The plug on the Type 2 charging cable has 7 pins (5 large and 2 small – an earthing pin, signalling pins and power supply pins).

Unlike the Type 1 charger, the Type 2 charger does not need a manual latch to attach to the car when charging as it will automatically lock into place once EV charging is commenced.

man about to charge his BMW EV with a type 2 charger
EVs in the UK use a 7-pin Type 2 charger

Is there a Type 1 to Type 2 EV charger adaptor?

It is possible to buy an adaptor to convert a  type 1 cable to a type 2. The adapter essentially acts as a bridge between the charging station’s Type 2 plug and the vehicle’s Type 1 socket.

The 32A cable will have a type 1 socket on one end and a standard type 2 plug on the other. This will allow you to use any legacy type 1 charging equipment you have to charge a type 2 electric vehicle.

This type of adapter is often used to connect a Type 1-equipped electric vehicle to a Type 2 charging station, which is common in Europe.

Is there a Type 2 to Type 1 EV charger adaptor?

There is a Type 2 to Type 1 EV Adapter. This type of adapter is often used to connect a Type 2-equipped electric vehicle to a Type 1 charging station, which is common in North America and parts of Asia.

This will allow you to charge type 1 and type 2 from the wall charger, the 32A cable will have a type 2 socket on one end and a standard type 1 plug on the other.

a type to to type 1 charging adaptor
Type 2 to Type 1 charging adaptor

Which Electric Cars use a Type 1 charger in the UK?

In the UK, most EVs use the Type 2 charging cable as standard. However, there are a few EV models that still may have the Type 1 charger. Here are some electric cars that use a Type 1 charger in the UK:

  1. Nissan Leaf (1st generation)
    The Nissan Leaf initially came with a Type 1 connector in the UK, although newer models have transitioned to Type 2 connectors.
  2. Mitsubishi Outlander PHEV
    The Mitsubishi Outlander PHEV, in its early models, was equipped with a Type 1 charging port in the UK.
  3. Toyota Prius Plug-in Hybrid (1st generation)
    The first-generation Toyota Prius Plug-in Hybrid used a Type 1 charging port in the UK.
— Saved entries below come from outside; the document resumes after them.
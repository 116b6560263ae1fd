use crate::core::lister::SortOrder;
use crate::output::OutputFormat;
use clap::Parser;
use std::path::PathBuf;

#[derive(Parser, Debug)]
#[command(name = "treeview")]
#[command(version, about, long_about = None, disable_version_flag = true)]
pub struct Args {
    /// Directory (or file) to display
    pub path: Option<PathBuf>,

    /// Descend at most this many levels (0 = unlimited)
    #[arg(short, long, value_name = "NUMBER", default_value_t = 0)]
    pub depth: usize,

    /// Show hidden files (dotfiles)
    #[arg(short, long)]
    pub all: bool,

    /// Keep the operating system's listing order instead of sorting by name
    #[arg(long)]
    pub unsorted: bool,

    /// Output in JSON format
    #[arg(long)]
    pub json: bool,

    /// Exclude list to use instead of the per-user default
    #[arg(long, value_name = "FILE")]
    pub exclude_file: Option<PathBuf>,

    /// Add a name to the persistent exclude list (repeatable)
    #[arg(long = "add-exclude", value_name = "NAME")]
    pub add_exclude: Vec<String>,

    /// Remove a name from the persistent exclude list (repeatable)
    #[arg(long = "remove-exclude", value_name = "NAME")]
    pub remove_exclude: Vec<String>,

    /// Print the persistent exclude list
    #[arg(long)]
    pub list_excludes: bool,

    /// Enable verbose logging
    #[arg(long)]
    pub verbose: bool,

    /// Show the version
    #[arg(short = 'v', long = "version", action = clap::ArgAction::Version)]
    pub version: Option<bool>,
}

impl Args {
    /// Parse command-line arguments.
    #[must_use]
    pub fn parse() -> Self {
        <Self as Parser>::parse()
    }

    /// Get the output format based on flags.
    #[must_use]
    pub const fn output_format(&self) -> OutputFormat {
        if self.json {
            OutputFormat::Json
        } else {
            OutputFormat::Tree
        }
    }

    #[must_use]
    pub const fn sort_order(&self) -> SortOrder {
        if self.unsorted {
            SortOrder::Native
        } else {
            SortOrder::Name
        }
    }

    /// Whether any exclude-list management flag was given.
    #[must_use]
    pub fn manages_excludes(&self) -> bool {
        self.list_excludes || !self.add_exclude.is_empty() || !self.remove_exclude.is_empty()
    }
}
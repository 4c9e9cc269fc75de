//! NetraIO - streaming client library for AR-glasses telemetry
//!
//! Connects to the glasses over their NCM virtual ethernet link and keeps
//! two proprietary TCP streams alive: motion telemetry (gyro + accel) and
//! fixed-packet grayscale video. The wire formats are only partially
//! understood, so frame location combines signature framing with a
//! content-based plausibility check, and every failure short of an explicit
//! `stop()` is treated as recoverable.

pub mod buffer;
pub mod client;
pub mod config;
pub mod decode;
pub mod error;
pub mod sync;
pub mod transport;
pub mod types;

// Re-export commonly used types
pub use client::StreamClient;
pub use config::Config;
pub use error::{Error, Result};
pub use types::{ConnectionState, MotionSample, VideoFrame};
//! Sample decoders
//!
//! Decoders are pure functions over a candidate byte range: no socket or
//! timing side effects. A rejection is ordinary control flow (the stream is
//! noisy by nature), so `decode` returns Option rather than an error.

mod motion;
mod video;

pub use motion::{read_floats, MotionDecoder, MOTION_PAYLOAD_SIZE};
pub use video::VideoDecoder;

/// Converts a located byte range into a typed sample
pub trait Decoder: Send {
    type Output;

    /// Decode and validate one candidate frame; None rejects it
    fn decode(&self, frame: &[u8]) -> Option<Self::Output>;
}
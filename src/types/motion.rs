//! Motion telemetry types

use std::time::SystemTime;

/// One decoded motion sample from the glasses IMU
#[derive(Debug, Clone, Copy, PartialEq)]
pub struct MotionSample {
    /// Rotation rate (rad/s)
    pub gyro: [f32; 3], // x, y, z
    /// Linear acceleration (m/s²)
    pub accel: [f32; 3], // x, y, z
    /// Local receive timestamp (the wire timestamp field is not trusted)
    pub timestamp: SystemTime,
}

impl MotionSample {
    /// Create a new sample stamped with the current time
    pub fn new(gyro: [f32; 3], accel: [f32; 3]) -> Self {
        Self {
            gyro,
            accel,
            timestamp: SystemTime::now(),
        }
    }

    /// Acceleration vector magnitude
    pub fn accel_magnitude(&self) -> f32 {
        (self.accel[0].powi(2) + self.accel[1].powi(2) + self.accel[2].powi(2)).sqrt()
    }

    /// Rotation rate vector magnitude
    pub fn gyro_magnitude(&self) -> f32 {
        (self.gyro[0].powi(2) + self.gyro[1].powi(2) + self.gyro[2].powi(2)).sqrt()
    }
}
//! Motion sample decoding
//!
//! The payload is 24 bytes: six little-endian f32 ordered
//! {gyro x, y, z, accel x, y, z}, somewhere within a device-specific
//! envelope. The decoder re-applies the plausibility predicate even when the
//! synchronizer already accepted the frame: signature framing says nothing
//! about content, and a shifted envelope produces well-formed garbage.

use super::Decoder;
use crate::sync::Plausibility;
use crate::types::MotionSample;
use std::sync::Arc;

/// Motion payload size: 6 floats * 4 bytes
pub const MOTION_PAYLOAD_SIZE: usize = 24;

/// Decode 24 bytes as six little-endian f32
pub fn read_floats(bytes: &[u8]) -> Option<[f32; 6]> {
    if bytes.len() < MOTION_PAYLOAD_SIZE {
        return None;
    }
    let mut values = [0f32; 6];
    for (i, value) in values.iter_mut().enumerate() {
        let off = i * 4;
        *value = f32::from_le_bytes([
            bytes[off],
            bytes[off + 1],
            bytes[off + 2],
            bytes[off + 3],
        ]);
    }
    Some(values)
}

/// Decoder for motion telemetry frames
pub struct MotionDecoder {
    predicate: Arc<dyn Plausibility>,
    fast_path_offsets: Vec<usize>,
}

impl MotionDecoder {
    pub fn new(predicate: Arc<dyn Plausibility>, fast_path_offsets: Vec<usize>) -> Self {
        Self {
            predicate,
            fast_path_offsets,
        }
    }

    fn validate(&self, bytes: &[u8]) -> Option<MotionSample> {
        let values = read_floats(bytes)?;
        if !self.predicate.accept(&values) {
            return None;
        }
        Some(MotionSample::new(
            [values[0], values[1], values[2]],
            [values[3], values[4], values[5]],
        ))
    }
}

impl Decoder for MotionDecoder {
    type Output = MotionSample;

    fn decode(&self, frame: &[u8]) -> Option<MotionSample> {
        // A bare payload (content-scan frame) decodes directly
        if frame.len() == MOTION_PAYLOAD_SIZE {
            return self.validate(frame);
        }

        // Signature-framed envelope: try the known payload offsets, then
        // fall back to an aligned search of the whole message
        for &offset in &self.fast_path_offsets {
            if let Some(end) = offset.checked_add(MOTION_PAYLOAD_SIZE) {
                if end <= frame.len() {
                    if let Some(sample) = self.validate(&frame[offset..end]) {
                        return Some(sample);
                    }
                }
            }
        }

        if frame.len() < MOTION_PAYLOAD_SIZE {
            return None;
        }
        let last = frame.len() - MOTION_PAYLOAD_SIZE;
        for offset in (0..=last).step_by(4) {
            if let Some(sample) = self.validate(&frame[offset..offset + MOTION_PAYLOAD_SIZE]) {
                return Some(sample);
            }
        }

        None
    }
}

#[cfg(test)]
mod tests {
    use super::*;
    use crate::sync::GravityWindow;

    fn decoder() -> MotionDecoder {
        let window = GravityWindow {
            gyro_limit: 10.0,
            accel_min: 9.0,
            accel_max: 11.0,
        };
        MotionDecoder::new(Arc::new(window), vec![20, 168])
    }

    fn encode(values: &[f32; 6]) -> Vec<u8> {
        values.iter().flat_map(|v| v.to_le_bytes()).collect()
    }

    const VALID: [f32; 6] = [0.5, -0.25, 1.0, 0.1, -0.3, 9.8];

    #[test]
    fn test_bare_payload_round_trip() {
        let sample = decoder().decode(&encode(&VALID)).unwrap();
        // Bit-exact recovery of the original floats
        assert_eq!(sample.gyro, [0.5, -0.25, 1.0]);
        assert_eq!(sample.accel, [0.1, -0.3, 9.8]);
    }

    #[test]
    fn test_rejects_implausible_even_when_well_formed() {
        // Exactly 24 aligned bytes, but accel magnitude outside (9, 11)
        let low = encode(&[0.0, 0.0, 0.0, 1.0, 1.0, 1.0]);
        assert!(decoder().decode(&low).is_none());

        let high = encode(&[0.0, 0.0, 0.0, 0.0, 0.0, 20.0]);
        assert!(decoder().decode(&high).is_none());
    }

    #[test]
    fn test_envelope_fast_path_offset() {
        // Payload at envelope offset 20, as one observed firmware lays it out
        let mut envelope = vec![0u8; 20];
        envelope.extend_from_slice(&encode(&VALID));
        envelope.extend_from_slice(&[0u8; 26]);

        let sample = decoder().decode(&envelope).unwrap();
        assert_eq!(sample.accel, [0.1, -0.3, 9.8]);
    }

    #[test]
    fn test_envelope_search_fallback() {
        // Payload at an offset neither fast path expects
        let mut envelope = vec![0u8; 48];
        envelope.extend_from_slice(&encode(&VALID));

        let sample = decoder().decode(&envelope).unwrap();
        assert_eq!(sample.gyro, [0.5, -0.25, 1.0]);
    }

    #[test]
    fn test_short_frame_rejected() {
        assert!(decoder().decode(&[0u8; 10]).is_none());
    }
}
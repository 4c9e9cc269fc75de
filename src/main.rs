//! NetraIO daemon - keeps the glasses telemetry and video streams alive
//!
//! Connects to both device services, logs sample rates and connection
//! health, and shuts down cleanly on Ctrl-C. Host, ports, and framing
//! constants come from the TOML config; defaults match the current firmware.

use netra_io::client::{Handlers, StreamClient};
use netra_io::config::Config;
use netra_io::error::Result;
use netra_io::types::{MotionSample, VideoFrame};
use std::env;
use std::sync::atomic::{AtomicBool, AtomicU64, Ordering};
use std::sync::Arc;
use std::thread;
use std::time::Duration;

/// Parse config path from command line arguments.
///
/// Supports:
/// - `netra-io <path>` (positional)
/// - `netra-io --config <path>` (flag-based)
/// - `netra-io -c <path>` (short flag)
///
/// Falls back to built-in defaults if no config is given.
fn parse_config_path() -> Option<String> {
    let args: Vec<String> = env::args().collect();

    for i in 1..args.len() {
        if (args[i] == "--config" || args[i] == "-c") && i + 1 < args.len() {
            return Some(args[i + 1].clone());
        }
    }

    if args.len() > 1 && !args[1].starts_with('-') {
        return Some(args[1].clone());
    }

    None
}

/// RUST_LOG still wins; the config level is only the default filter
fn init_logging(config: &Config) {
    let mut builder = env_logger::Builder::from_env(
        env_logger::Env::default().default_filter_or(&config.logging.level),
    );
    if config.logging.output == "stdout" {
        builder.target(env_logger::Target::Stdout);
    }
    builder.init();
}

fn main() -> Result<()> {
    let config_path = parse_config_path();
    let config = match &config_path {
        Some(path) => Config::from_file(path)?,
        None => Config::glasses_defaults(),
    };
    init_logging(&config);

    log::info!("NetraIO v0.2.0 starting...");
    match &config_path {
        Some(path) => log::info!("Using config: {}", path),
        None => log::info!("No config given, using glasses defaults"),
    }

    log::info!(
        "Device: {} (motion :{}, video :{})",
        config.network.host,
        config.network.motion_port,
        config.network.video_port
    );

    // Sample counters updated from the worker callbacks
    let motion_count = Arc::new(AtomicU64::new(0));
    let video_count = Arc::new(AtomicU64::new(0));

    let mc = Arc::clone(&motion_count);
    let mut motion = StreamClient::motion(
        &config,
        Handlers {
            on_sample: Some(Box::new(move |_: &MotionSample| {
                mc.fetch_add(1, Ordering::Relaxed);
            })),
            on_state_change: Some(Box::new(|state| {
                log::info!("motion stream: {}", state);
            })),
        },
    )?;

    let vc = Arc::clone(&video_count);
    let mut video = StreamClient::video(
        &config,
        Handlers {
            on_sample: Some(Box::new(move |_: &VideoFrame| {
                vc.fetch_add(1, Ordering::Relaxed);
            })),
            on_state_change: Some(Box::new(|state| {
                log::info!("video stream: {}", state);
            })),
        },
    )?;

    motion.start()?;
    video.start()?;

    // Shutdown signal handler
    let running = Arc::new(AtomicBool::new(true));
    let r = Arc::clone(&running);
    ctrlc::set_handler(move || {
        log::info!("Received shutdown signal");
        r.store(false, Ordering::Relaxed);
    })
    .map_err(|e| netra_io::Error::Other(format!("Error setting Ctrl-C handler: {}", e)))?;

    // Periodic rate report. Everything interesting happens on the worker
    // threads; this loop only observes.
    let mut last_motion = 0u64;
    let mut last_video = 0u64;
    let mut last_report = std::time::Instant::now();
    while running.load(Ordering::Relaxed) {
        thread::sleep(Duration::from_millis(100));
        if last_report.elapsed() < Duration::from_secs(5) {
            continue;
        }
        last_report = std::time::Instant::now();

        let m = motion_count.load(Ordering::Relaxed);
        let v = video_count.load(Ordering::Relaxed);
        log::info!(
            "motion: {:.1} Hz ({} total, {} resyncs) | video: {:.1} fps ({} total)",
            (m - last_motion) as f64 / 5.0,
            m,
            motion.stats().resyncs,
            (v - last_video) as f64 / 5.0,
            v
        );
        if let Some(frame) = video.get_latest() {
            log::debug!("latest frame mean luma: {:.1}", frame.mean_luma());
        }
        last_motion = m;
        last_video = v;
    }

    log::info!("Stopping stream clients...");
    motion.stop();
    video.stop();
    log::info!("NetraIO shutdown complete");

    Ok(())
}
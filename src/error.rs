//! Error types for NetraIO

/// Result type alias
pub type Result<T> = std::result::Result<T, Error>;

/// NetraIO error types
#[derive(Debug, thiserror::Error)]
pub enum Error {
    /// I/O error
    #[error("I/O error: {0}")]
    Io(#[from] std::io::Error),

    /// TCP connect did not complete within the configured timeout
    #[error("Connect timeout to {0}")]
    ConnectTimeout(String),

    /// Peer closed the connection (EOF, reset, or broken pipe)
    #[error("Peer disconnected")]
    Disconnected,

    /// Invalid configuration value
    #[error("Invalid config: {0}")]
    InvalidConfig(String),

    /// Generic error with message
    #[error("{0}")]
    Other(String),
}

impl Error {
    /// Whether this error should trigger a reconnect rather than terminate
    /// the worker. Only config errors are permanent.
    pub fn is_transient(&self) -> bool {
        !matches!(self, Error::InvalidConfig(_))
    }
}
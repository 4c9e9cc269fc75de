//! Mock transport for testing
//!
//! Plays back a scripted sequence of socket events so connection handling
//! and resynchronization can be exercised without hardware.

use super::{Connector, Transport};
use crate::error::{Error, Result};
use std::collections::VecDeque;
use std::sync::atomic::{AtomicUsize, Ordering};
use std::sync::Arc;
use std::thread;
use std::time::Duration;

/// One scripted socket event
#[derive(Debug, Clone)]
pub enum MockEvent {
    /// Deliver these bytes on the next read
    Data(Vec<u8>),
    /// One read timeout (maps to `Ok(0)`)
    Timeout,
    /// Peer closes the connection
    Eof,
}

/// Transport that replays a scripted event sequence
///
/// When the script runs out, reads behave like an idle connection (timeouts),
/// keeping the client in Connected state.
pub struct MockTransport {
    events: VecDeque<MockEvent>,
}

impl MockTransport {
    pub fn new(events: Vec<MockEvent>) -> Self {
        Self {
            events: events.into(),
        }
    }
}

impl Transport for MockTransport {
    fn read(&mut self, buffer: &mut [u8]) -> Result<usize> {
        match self.events.pop_front() {
            Some(MockEvent::Data(bytes)) => {
                let n = bytes.len().min(buffer.len());
                buffer[..n].copy_from_slice(&bytes[..n]);
                if n < bytes.len() {
                    // Put back what did not fit
                    self.events.push_front(MockEvent::Data(bytes[n..].to_vec()));
                }
                Ok(n)
            }
            Some(MockEvent::Timeout) | None => {
                // Pace like a real read timeout would, without busy-spinning
                // the worker loop
                thread::sleep(Duration::from_millis(1));
                Ok(0)
            }
            Some(MockEvent::Eof) => Err(Error::Disconnected),
        }
    }
}

/// One scripted connect attempt
#[derive(Debug, Clone)]
pub enum MockConnect {
    /// Connect succeeds, serving this event script
    Serve(Vec<MockEvent>),
    /// Connect fails (refused/timeout)
    Fail,
}

/// Connector that steps through scripted connect outcomes
///
/// After the script is exhausted, further connects succeed with an idle
/// transport.
pub struct MockConnector {
    script: VecDeque<MockConnect>,
    attempts: Arc<AtomicUsize>,
}

impl MockConnector {
    pub fn new(script: Vec<MockConnect>) -> Self {
        Self {
            script: script.into(),
            attempts: Arc::new(AtomicUsize::new(0)),
        }
    }

    /// Shared counter of connect attempts, for assertions
    pub fn attempts(&self) -> Arc<AtomicUsize> {
        Arc::clone(&self.attempts)
    }
}

impl Connector for MockConnector {
    fn connect(&mut self) -> Result<Box<dyn Transport>> {
        self.attempts.fetch_add(1, Ordering::Relaxed);
        match self.script.pop_front() {
            Some(MockConnect::Serve(events)) => Ok(Box::new(MockTransport::new(events))),
            Some(MockConnect::Fail) => Err(Error::Other("mock connect refused".to_string())),
            None => Ok(Box::new(MockTransport::new(Vec::new()))),
        }
    }

    fn endpoint(&self) -> String {
        "mock".to_string()
    }
}

#[cfg(test)]
mod tests {
    use super::*;

    #[test]
    fn test_data_then_eof() {
        let mut transport = MockTransport::new(vec![
            MockEvent::Data(vec![1, 2, 3]),
            MockEvent::Eof,
        ]);

        let mut buf = [0u8; 8];
        assert_eq!(transport.read(&mut buf).unwrap(), 3);
        assert_eq!(&buf[..3], &[1, 2, 3]);
        assert!(matches!(transport.read(&mut buf), Err(Error::Disconnected)));
    }

    #[test]
    fn test_oversized_data_split_across_reads() {
        let mut transport = MockTransport::new(vec![MockEvent::Data(vec![9u8; 10])]);

        let mut buf = [0u8; 6];
        assert_eq!(transport.read(&mut buf).unwrap(), 6);
        assert_eq!(transport.read(&mut buf).unwrap(), 4);
    }

    #[test]
    fn test_connector_script() {
        let mut connector =
            MockConnector::new(vec![MockConnect::Fail, MockConnect::Serve(vec![])]);
        let attempts = connector.attempts();

        assert!(connector.connect().is_err());
        assert!(connector.connect().is_ok());
        assert_eq!(attempts.load(Ordering::Relaxed), 2);
    }
}
//! Client counters
//!
//! Decode failures and resyncs do not surface as errors; these counters
//! (and the logs) are how that noise stays observable.

use std::sync::atomic::{AtomicU64, Ordering};

/// Lock-free counters updated by the worker thread
#[derive(Debug, Default)]
pub struct ClientStats {
    pub(crate) samples_decoded: AtomicU64,
    pub(crate) bytes_received: AtomicU64,
    pub(crate) connect_failures: AtomicU64,
    pub(crate) disconnects: AtomicU64,
    pub(crate) resyncs: AtomicU64,
}

impl ClientStats {
    pub fn snapshot(&self) -> StatsSnapshot {
        StatsSnapshot {
            samples_decoded: self.samples_decoded.load(Ordering::Relaxed),
            bytes_received: self.bytes_received.load(Ordering::Relaxed),
            connect_failures: self.connect_failures.load(Ordering::Relaxed),
            disconnects: self.disconnects.load(Ordering::Relaxed),
            resyncs: self.resyncs.load(Ordering::Relaxed),
        }
    }
}

/// Point-in-time copy of the client counters
#[derive(Debug, Clone, Copy, PartialEq, Eq)]
pub struct StatsSnapshot {
    /// Samples delivered to the cache/callback
    pub samples_decoded: u64,
    /// Raw bytes read from the socket
    pub bytes_received: u64,
    /// Failed connect attempts
    pub connect_failures: u64,
    /// Connections lost after being established
    pub disconnects: u64,
    /// Lossy buffer truncations
    pub resyncs: u64,
}
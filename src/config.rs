//! Configuration for the NetraIO client
//!
//! Loads configuration from TOML file. Defaults carry the protocol constants
//! recovered by the discovery tooling (port probes, capture analysis) for the
//! current glasses firmware; none of them are authoritative, which is why
//! every framing constant lives here instead of in code.

use crate::error::{Error, Result};
use serde::{Deserialize, Serialize};
use std::fs;
use std::path::Path;
use std::time::Duration;

/// Top-level application configuration
#[derive(Debug, Clone, Deserialize, Serialize)]
pub struct Config {
    pub network: NetworkConfig,
    pub motion: MotionConfig,
    pub video: VideoConfig,
    pub logging: LoggingConfig,
}

/// Network configuration (device address and timing)
#[derive(Debug, Clone, Deserialize, Serialize)]
pub struct NetworkConfig {
    /// Glasses IP on the NCM virtual ethernet link
    pub host: String,
    /// Motion telemetry TCP port
    pub motion_port: u16,
    /// Video stream TCP port
    pub video_port: u16,
    /// TCP connect timeout (ms)
    pub connect_timeout_ms: u64,
    /// Socket read timeout (ms) - bounds how long a blocking read can delay
    /// noticing a stop request
    pub read_timeout_ms: u64,
    /// Fixed delay before reconnecting after a transient failure (ms)
    pub reconnect_delay_ms: u64,
    /// Reconnect automatically after transient failures
    pub auto_reconnect: bool,
}

/// Motion stream framing and validity configuration
#[derive(Debug, Clone, Deserialize, Serialize)]
pub struct MotionConfig {
    /// Known header signatures (hex strings). The device emits at least two
    /// variants; neither is guaranteed present on every message.
    pub headers: Vec<String>,
    /// Known footer signature (hex string)
    pub footer: String,
    /// Accumulator size limit before lossy resync
    pub buffer_cap: usize,
    /// Trailing bytes kept when the cap is exceeded
    pub resync_tail: usize,
    /// Envelope offsets tried before the full scan. Two values (20 and 168)
    /// have been observed on different firmware revisions; neither is
    /// verified, so these are an optimization, never ground truth.
    pub fast_path_offsets: Vec<usize>,
    /// Per-axis rotation-rate bound (rad/s), exclusive
    pub gyro_limit: f32,
    /// Acceleration-vector magnitude lower bound (m/s²), exclusive
    pub accel_min: f32,
    /// Acceleration-vector magnitude upper bound (m/s²), exclusive
    pub accel_max: f32,
}

/// Video stream geometry configuration
#[derive(Debug, Clone, Deserialize, Serialize)]
pub struct VideoConfig {
    /// Fixed packet size on the wire
    pub packet_size: usize,
    /// Opaque header bytes before image data
    pub header_size: usize,
    /// Image width (fixed, not derived from the header)
    pub width: usize,
    /// Image height (fixed, not derived from the header)
    pub height: usize,
}

/// Logging configuration
#[derive(Debug, Clone, Deserialize, Serialize)]
pub struct LoggingConfig {
    /// Log level (trace, debug, info, warn, error)
    pub level: String,
    /// Log output (stdout, stderr, or file path)
    pub output: String,
}

impl Config {
    /// Load configuration from TOML file
    pub fn from_file<P: AsRef<Path>>(path: P) -> Result<Self> {
        let contents = fs::read_to_string(path)?;
        let config: Config = toml::from_str(&contents)
            .map_err(|e| Error::InvalidConfig(e.to_string()))?;
        config.validate()?;
        Ok(config)
    }

    /// Save configuration to TOML file
    pub fn to_file<P: AsRef<Path>>(&self, path: P) -> Result<()> {
        let contents = toml::to_string_pretty(self)
            .map_err(|e| Error::InvalidConfig(e.to_string()))?;
        fs::write(path, contents)?;
        Ok(())
    }

    /// Default configuration for the current glasses firmware
    ///
    /// Header/footer bytes and the video geometry come from capture analysis
    /// and are supplied here as configuration, not derived at runtime.
    pub fn glasses_defaults() -> Self {
        Self {
            network: NetworkConfig {
                host: "169.254.2.1".to_string(),
                motion_port: 52998,
                video_port: 52997,
                connect_timeout_ms: 5000,
                read_timeout_ms: 1000,
                reconnect_delay_ms: 2000,
                auto_reconnect: true,
            },
            motion: MotionConfig {
                headers: vec![
                    "283600000080".to_string(),
                    "273600000080".to_string(),
                ],
                footer: "000000cff753e3a59b0000db34b6d782de1b43".to_string(),
                buffer_cap: 10_000,
                resync_tail: 1_000,
                fast_path_offsets: vec![20, 168],
                gyro_limit: 10.0,
                accel_min: 9.0,
                accel_max: 11.0,
            },
            video: VideoConfig {
                packet_size: 193_862,
                header_size: 320,
                width: 512,
                height: 378,
            },
            logging: LoggingConfig {
                level: "info".to_string(),
                output: "stdout".to_string(),
            },
        }
    }

    /// Check cross-field invariants that serde cannot express
    pub fn validate(&self) -> Result<()> {
        if self.motion.resync_tail >= self.motion.buffer_cap {
            return Err(Error::InvalidConfig(format!(
                "resync_tail ({}) must be smaller than buffer_cap ({})",
                self.motion.resync_tail, self.motion.buffer_cap
            )));
        }
        if self.motion.accel_min >= self.motion.accel_max {
            return Err(Error::InvalidConfig(
                "accel_min must be below accel_max".to_string(),
            ));
        }
        let image_end = self.video.header_size + self.video.width * self.video.height;
        if image_end > self.video.packet_size {
            return Err(Error::InvalidConfig(format!(
                "video geometry ({}x{} + {} header) exceeds packet size {}",
                self.video.width, self.video.height, self.video.header_size,
                self.video.packet_size
            )));
        }
        for h in &self.motion.headers {
            parse_hex(h)?;
        }
        parse_hex(&self.motion.footer)?;
        Ok(())
    }

    /// Parsed motion header signatures
    pub fn motion_headers(&self) -> Result<Vec<Vec<u8>>> {
        self.motion.headers.iter().map(|h| parse_hex(h)).collect()
    }

    /// Parsed motion footer signature
    pub fn motion_footer(&self) -> Result<Vec<u8>> {
        parse_hex(&self.motion.footer)
    }
}

impl NetworkConfig {
    pub fn connect_timeout(&self) -> Duration {
        Duration::from_millis(self.connect_timeout_ms)
    }

    pub fn read_timeout(&self) -> Duration {
        Duration::from_millis(self.read_timeout_ms)
    }

    pub fn reconnect_delay(&self) -> Duration {
        Duration::from_millis(self.reconnect_delay_ms)
    }
}

impl Default for Config {
    fn default() -> Self {
        Self::glasses_defaults()
    }
}

/// Parse a hex string ("283600000080") into bytes
fn parse_hex(s: &str) -> Result<Vec<u8>> {
    if s.len() % 2 != 0 {
        return Err(Error::InvalidConfig(format!(
            "hex string has odd length: {:?}",
            s
        )));
    }
    (0..s.len())
        .step_by(2)
        .map(|i| {
            u8::from_str_radix(&s[i..i + 2], 16)
                .map_err(|_| Error::InvalidConfig(format!("invalid hex string: {:?}", s)))
        })
        .collect()
}

#[cfg(test)]
mod tests {
    use super::*;

    #[test]
    fn test_default_config() {
        let config = Config::glasses_defaults();
        assert_eq!(config.network.host, "169.254.2.1");
        assert_eq!(config.network.motion_port, 52998);
        assert_eq!(config.network.video_port, 52997);
        assert_eq!(config.video.packet_size, 193_862);
        assert_eq!(config.video.width * config.video.height, 193_536);
        assert!(config.validate().is_ok());
    }

    #[test]
    fn test_hex_parsing() {
        let config = Config::glasses_defaults();
        let headers = config.motion_headers().unwrap();
        assert_eq!(headers[0], vec![0x28, 0x36, 0x00, 0x00, 0x00, 0x80]);
        assert_eq!(headers[1], vec![0x27, 0x36, 0x00, 0x00, 0x00, 0x80]);
        assert_eq!(config.motion_footer().unwrap().len(), 19);
    }

    #[test]
    fn test_bad_hex_rejected() {
        assert!(parse_hex("zz").is_err());
        assert!(parse_hex("123").is_err());
        assert!(parse_hex("2836").is_ok());
    }

    #[test]
    fn test_toml_round_trip() {
        let config = Config::glasses_defaults();
        let toml_string = toml::to_string_pretty(&config).unwrap();

        // Should contain all sections
        assert!(toml_string.contains("[network]"));
        assert!(toml_string.contains("[motion]"));
        assert!(toml_string.contains("[video]"));
        assert!(toml_string.contains("[logging]"));

        let parsed: Config = toml::from_str(&toml_string).unwrap();
        assert_eq!(parsed.network.host, config.network.host);
        assert_eq!(parsed.motion.fast_path_offsets, vec![20, 168]);
    }

    #[test]
    fn test_validation_rejects_bad_geometry() {
        let mut config = Config::glasses_defaults();
        config.video.width = 1280;
        config.video.height = 720;
        assert!(config.validate().is_err());
    }

    #[test]
    fn test_validation_rejects_tail_above_cap() {
        let mut config = Config::glasses_defaults();
        config.motion.resync_tail = 20_000;
        assert!(config.validate().is_err());
    }
}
It’s worth noting that as electric vehicle technology evolves, manufacturers are increasingly adopting the Type 2 charging standard as the norm. Therefore, the number of electric cars with Type 1 connectors in the UK is gradually decreasing, with most new models opting for Type 2 connectors.

If you are looking to buy a second-hand electric vehicle with a Type 1 connector, make sure you can pair it with your local charging infrastructure with a Type 1 to Type 2 adapter.

The final word on Type 1 Vs Type 2 charger

Type 1 and Type 2 chargers are very different because they have evolved in separate geographical regions with very different electricity power networks and supplies. Understanding the differences between Type 1 and Type 2 EV chargers is crucial for electric vehicle owners and prospective buyers.

The choice between Type 1 and Type 2 chargers depends on various factors, including geographical location, vehicle compatibility, and available charging infrastructure.

While Type 1 and Type 2 chargers have their set geographical regions, it’s important to note that the industry is gradually shifting towards the adoption of Type 2 connectors due to their compatibility with European charging infrastructure. The key feature that brings the Type 2 charger on top is charging power. The Type 2 charger has been developed to charge at higher power and benefit from the 3-phase supply available in Europe. This allows Type 2 chargers a maximum residential supply of 22kw Vs the 7.4kW available to Type 1 charger users.  

Whether you require a Type 1 Vs Type 2 charger will depend on your vehicle and the region in which you charge your car. When considering a charger, it is essential to ensure it fits with your specific electric vehicle and that you understand the charging infrastructure in your region.